• [Exercise prompt]:
Provide again, from the entries below, every line from the one containing "never mutated afterwards." through the one containing "exclusions with [HIDDEN_PROPERTY_DEFINITIONS].", exactly as written, and no other line.

• [Given records]:
----------

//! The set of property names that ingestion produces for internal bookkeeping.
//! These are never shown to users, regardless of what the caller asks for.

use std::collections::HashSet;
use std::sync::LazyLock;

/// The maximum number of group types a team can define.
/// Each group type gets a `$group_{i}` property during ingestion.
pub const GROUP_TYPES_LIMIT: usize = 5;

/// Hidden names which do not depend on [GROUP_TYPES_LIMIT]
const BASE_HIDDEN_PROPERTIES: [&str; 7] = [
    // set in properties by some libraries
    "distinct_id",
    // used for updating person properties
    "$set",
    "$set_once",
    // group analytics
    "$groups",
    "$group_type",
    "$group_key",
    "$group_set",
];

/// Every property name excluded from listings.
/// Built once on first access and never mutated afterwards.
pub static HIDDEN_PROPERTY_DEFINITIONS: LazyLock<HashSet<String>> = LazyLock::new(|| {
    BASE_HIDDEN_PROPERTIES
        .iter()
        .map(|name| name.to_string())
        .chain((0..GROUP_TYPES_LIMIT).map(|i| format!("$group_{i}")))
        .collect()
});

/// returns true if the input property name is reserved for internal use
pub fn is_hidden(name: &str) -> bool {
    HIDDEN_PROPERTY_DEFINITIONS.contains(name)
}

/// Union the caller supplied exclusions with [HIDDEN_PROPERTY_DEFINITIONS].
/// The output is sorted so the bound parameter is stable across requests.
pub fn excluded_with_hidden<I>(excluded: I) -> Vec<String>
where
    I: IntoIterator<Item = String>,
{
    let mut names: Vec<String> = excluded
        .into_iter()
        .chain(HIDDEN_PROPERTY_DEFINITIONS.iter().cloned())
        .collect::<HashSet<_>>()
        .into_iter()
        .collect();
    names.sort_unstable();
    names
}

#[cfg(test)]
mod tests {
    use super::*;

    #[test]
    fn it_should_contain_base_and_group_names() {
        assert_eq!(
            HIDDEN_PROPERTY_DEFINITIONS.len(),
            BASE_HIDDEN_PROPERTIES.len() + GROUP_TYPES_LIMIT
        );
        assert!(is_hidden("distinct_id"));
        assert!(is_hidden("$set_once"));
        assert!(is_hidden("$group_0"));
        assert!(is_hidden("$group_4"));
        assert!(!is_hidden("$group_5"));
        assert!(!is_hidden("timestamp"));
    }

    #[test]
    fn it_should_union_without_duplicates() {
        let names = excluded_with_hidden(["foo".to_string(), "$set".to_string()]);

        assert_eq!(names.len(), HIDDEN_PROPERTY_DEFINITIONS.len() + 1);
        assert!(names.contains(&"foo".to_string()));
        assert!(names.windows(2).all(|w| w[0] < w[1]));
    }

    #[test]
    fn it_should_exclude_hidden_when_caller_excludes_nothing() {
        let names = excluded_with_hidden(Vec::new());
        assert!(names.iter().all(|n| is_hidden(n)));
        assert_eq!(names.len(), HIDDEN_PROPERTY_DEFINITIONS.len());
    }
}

----------

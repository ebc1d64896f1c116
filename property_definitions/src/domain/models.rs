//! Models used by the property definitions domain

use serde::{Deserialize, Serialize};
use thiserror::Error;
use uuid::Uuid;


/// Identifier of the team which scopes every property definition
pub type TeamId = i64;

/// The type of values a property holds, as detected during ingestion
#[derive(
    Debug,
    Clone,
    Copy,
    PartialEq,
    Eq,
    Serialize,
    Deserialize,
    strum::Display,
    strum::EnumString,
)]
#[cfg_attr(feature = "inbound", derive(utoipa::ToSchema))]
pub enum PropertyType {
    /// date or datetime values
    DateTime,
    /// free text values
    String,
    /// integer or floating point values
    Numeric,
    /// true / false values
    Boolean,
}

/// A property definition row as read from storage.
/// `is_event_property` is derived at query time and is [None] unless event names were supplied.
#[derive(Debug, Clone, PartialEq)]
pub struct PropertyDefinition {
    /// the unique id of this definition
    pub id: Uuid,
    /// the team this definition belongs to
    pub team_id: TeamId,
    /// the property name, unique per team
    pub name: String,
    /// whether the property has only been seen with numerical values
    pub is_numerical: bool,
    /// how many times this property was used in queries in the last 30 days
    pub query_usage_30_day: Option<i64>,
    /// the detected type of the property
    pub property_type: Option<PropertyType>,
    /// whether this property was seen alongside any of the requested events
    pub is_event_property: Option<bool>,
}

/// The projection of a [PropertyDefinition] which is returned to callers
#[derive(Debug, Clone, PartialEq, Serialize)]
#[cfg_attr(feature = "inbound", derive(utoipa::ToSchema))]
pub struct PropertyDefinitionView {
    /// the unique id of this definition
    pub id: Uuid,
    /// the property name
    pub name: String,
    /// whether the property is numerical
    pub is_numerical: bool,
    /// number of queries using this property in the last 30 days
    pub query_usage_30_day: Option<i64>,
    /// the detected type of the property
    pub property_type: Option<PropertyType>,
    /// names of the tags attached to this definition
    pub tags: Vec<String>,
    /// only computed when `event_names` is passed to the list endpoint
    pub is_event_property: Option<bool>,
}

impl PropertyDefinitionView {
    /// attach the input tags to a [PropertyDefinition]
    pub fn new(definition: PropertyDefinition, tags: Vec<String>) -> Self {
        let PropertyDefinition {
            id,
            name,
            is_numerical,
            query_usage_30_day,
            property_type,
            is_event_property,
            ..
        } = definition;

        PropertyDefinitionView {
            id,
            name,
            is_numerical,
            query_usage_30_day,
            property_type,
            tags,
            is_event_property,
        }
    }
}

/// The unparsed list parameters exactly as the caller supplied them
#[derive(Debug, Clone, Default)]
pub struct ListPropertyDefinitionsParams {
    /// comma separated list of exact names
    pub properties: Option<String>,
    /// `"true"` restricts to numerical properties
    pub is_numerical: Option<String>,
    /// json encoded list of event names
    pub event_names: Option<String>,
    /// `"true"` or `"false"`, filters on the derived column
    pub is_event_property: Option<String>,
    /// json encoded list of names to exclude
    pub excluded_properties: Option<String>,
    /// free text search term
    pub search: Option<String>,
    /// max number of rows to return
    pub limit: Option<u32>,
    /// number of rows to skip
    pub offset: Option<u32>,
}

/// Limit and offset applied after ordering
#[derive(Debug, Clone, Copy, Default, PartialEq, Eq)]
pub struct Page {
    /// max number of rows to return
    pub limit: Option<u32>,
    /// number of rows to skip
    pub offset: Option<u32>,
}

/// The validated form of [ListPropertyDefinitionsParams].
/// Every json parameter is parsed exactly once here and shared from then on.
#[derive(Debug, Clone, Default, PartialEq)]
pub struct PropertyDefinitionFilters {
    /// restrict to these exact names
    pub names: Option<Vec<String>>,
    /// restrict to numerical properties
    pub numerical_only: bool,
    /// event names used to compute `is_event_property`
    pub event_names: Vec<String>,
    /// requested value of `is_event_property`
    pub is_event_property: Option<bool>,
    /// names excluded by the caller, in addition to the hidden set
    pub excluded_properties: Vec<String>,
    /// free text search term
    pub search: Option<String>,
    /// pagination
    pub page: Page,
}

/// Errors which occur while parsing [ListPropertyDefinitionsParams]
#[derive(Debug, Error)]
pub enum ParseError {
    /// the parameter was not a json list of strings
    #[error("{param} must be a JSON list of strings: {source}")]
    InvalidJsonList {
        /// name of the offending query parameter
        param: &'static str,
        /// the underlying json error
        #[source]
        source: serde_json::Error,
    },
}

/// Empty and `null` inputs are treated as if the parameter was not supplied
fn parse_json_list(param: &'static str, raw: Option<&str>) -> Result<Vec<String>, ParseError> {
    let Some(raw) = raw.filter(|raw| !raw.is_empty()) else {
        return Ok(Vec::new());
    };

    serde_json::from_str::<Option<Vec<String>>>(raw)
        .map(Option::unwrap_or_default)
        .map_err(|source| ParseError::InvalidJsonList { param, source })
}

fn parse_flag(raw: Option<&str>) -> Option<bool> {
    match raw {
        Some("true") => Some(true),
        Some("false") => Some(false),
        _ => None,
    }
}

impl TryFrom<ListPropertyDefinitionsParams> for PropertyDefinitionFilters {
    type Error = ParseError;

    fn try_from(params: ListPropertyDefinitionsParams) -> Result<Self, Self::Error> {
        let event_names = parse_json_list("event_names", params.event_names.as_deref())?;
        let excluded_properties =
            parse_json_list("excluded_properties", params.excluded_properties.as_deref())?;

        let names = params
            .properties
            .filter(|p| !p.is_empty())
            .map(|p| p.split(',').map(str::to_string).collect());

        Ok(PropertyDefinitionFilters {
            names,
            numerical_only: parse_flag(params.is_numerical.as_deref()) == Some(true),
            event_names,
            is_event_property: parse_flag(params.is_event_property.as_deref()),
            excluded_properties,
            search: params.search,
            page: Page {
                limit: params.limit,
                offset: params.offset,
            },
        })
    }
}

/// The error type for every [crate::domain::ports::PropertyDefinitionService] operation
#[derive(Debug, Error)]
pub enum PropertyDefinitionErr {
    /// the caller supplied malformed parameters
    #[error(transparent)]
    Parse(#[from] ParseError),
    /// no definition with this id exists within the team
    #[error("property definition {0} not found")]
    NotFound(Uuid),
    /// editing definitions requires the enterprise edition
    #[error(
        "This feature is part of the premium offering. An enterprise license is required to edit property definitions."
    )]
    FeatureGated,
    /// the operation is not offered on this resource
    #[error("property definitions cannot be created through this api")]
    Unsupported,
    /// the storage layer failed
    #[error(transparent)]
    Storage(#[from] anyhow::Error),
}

----------

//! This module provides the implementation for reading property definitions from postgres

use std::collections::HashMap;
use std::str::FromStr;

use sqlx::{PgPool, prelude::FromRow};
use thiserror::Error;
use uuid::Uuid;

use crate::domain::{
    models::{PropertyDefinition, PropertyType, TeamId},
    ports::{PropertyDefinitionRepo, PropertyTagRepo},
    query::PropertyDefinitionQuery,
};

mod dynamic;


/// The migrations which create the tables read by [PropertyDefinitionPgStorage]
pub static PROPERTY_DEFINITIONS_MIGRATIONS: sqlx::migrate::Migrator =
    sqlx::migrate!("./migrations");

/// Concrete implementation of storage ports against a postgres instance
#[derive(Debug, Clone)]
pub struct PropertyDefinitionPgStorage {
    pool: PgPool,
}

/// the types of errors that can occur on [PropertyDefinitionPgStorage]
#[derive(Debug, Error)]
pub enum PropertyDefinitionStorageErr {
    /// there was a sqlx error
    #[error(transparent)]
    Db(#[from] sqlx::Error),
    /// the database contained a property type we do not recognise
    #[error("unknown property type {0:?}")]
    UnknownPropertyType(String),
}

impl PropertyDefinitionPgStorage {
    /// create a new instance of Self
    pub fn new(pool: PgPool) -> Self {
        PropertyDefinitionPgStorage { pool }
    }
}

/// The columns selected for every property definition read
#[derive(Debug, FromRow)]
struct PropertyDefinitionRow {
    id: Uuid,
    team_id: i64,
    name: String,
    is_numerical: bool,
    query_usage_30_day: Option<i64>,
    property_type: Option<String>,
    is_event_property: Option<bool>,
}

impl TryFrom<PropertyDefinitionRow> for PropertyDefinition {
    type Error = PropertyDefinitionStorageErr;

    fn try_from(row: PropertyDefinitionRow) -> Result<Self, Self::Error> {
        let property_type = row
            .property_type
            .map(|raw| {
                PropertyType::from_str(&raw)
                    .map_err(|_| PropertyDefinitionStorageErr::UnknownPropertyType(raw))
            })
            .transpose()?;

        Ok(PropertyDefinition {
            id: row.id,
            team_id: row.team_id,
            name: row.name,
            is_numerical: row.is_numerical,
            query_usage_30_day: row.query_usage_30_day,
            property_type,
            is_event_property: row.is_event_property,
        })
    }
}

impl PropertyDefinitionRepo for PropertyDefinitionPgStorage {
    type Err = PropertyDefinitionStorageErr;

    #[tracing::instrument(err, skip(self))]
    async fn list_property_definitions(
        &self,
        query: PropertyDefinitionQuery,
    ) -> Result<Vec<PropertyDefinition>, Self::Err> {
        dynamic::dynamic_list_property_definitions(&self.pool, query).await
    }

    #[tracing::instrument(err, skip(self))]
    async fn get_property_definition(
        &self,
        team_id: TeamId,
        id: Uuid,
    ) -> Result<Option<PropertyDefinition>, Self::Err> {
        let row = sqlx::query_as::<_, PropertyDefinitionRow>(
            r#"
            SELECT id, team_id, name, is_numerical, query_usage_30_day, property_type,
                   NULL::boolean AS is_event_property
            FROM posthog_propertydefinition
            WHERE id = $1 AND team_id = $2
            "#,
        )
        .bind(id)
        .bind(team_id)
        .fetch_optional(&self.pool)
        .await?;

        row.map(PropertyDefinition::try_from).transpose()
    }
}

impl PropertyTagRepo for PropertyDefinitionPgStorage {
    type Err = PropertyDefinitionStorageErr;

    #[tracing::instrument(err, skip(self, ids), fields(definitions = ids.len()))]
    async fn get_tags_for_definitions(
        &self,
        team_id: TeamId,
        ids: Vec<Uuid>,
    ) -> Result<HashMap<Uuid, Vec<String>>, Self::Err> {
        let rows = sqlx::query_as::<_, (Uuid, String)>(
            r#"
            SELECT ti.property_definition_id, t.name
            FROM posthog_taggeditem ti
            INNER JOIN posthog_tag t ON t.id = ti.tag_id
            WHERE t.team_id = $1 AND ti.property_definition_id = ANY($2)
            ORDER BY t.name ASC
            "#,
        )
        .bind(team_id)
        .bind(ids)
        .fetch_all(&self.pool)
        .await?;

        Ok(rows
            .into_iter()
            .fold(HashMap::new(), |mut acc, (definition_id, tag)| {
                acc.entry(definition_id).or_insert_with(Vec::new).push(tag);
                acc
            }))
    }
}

----------

• [Response below]:
/// Built once on first access and never mutated afterwards.
pub static HIDDEN_PROPERTY_DEFINITIONS: LazyLock<HashSet<String>> = LazyLock::new(|| {
    BASE_HIDDEN_PROPERTIES
        .iter()
        .map(|name| name.to_string())
        .chain((0..GROUP_TYPES_LIMIT).map(|i| format!("$group_{i}")))
        .collect()
});

/// returns true if the input property name is reserved for internal use
pub fn is_hidden(name: &str) -> bool {
    HIDDEN_PROPERTY_DEFINITIONS.contains(name)
}

/// Union the caller supplied exclusions with [HIDDEN_PROPERTY_DEFINITIONS].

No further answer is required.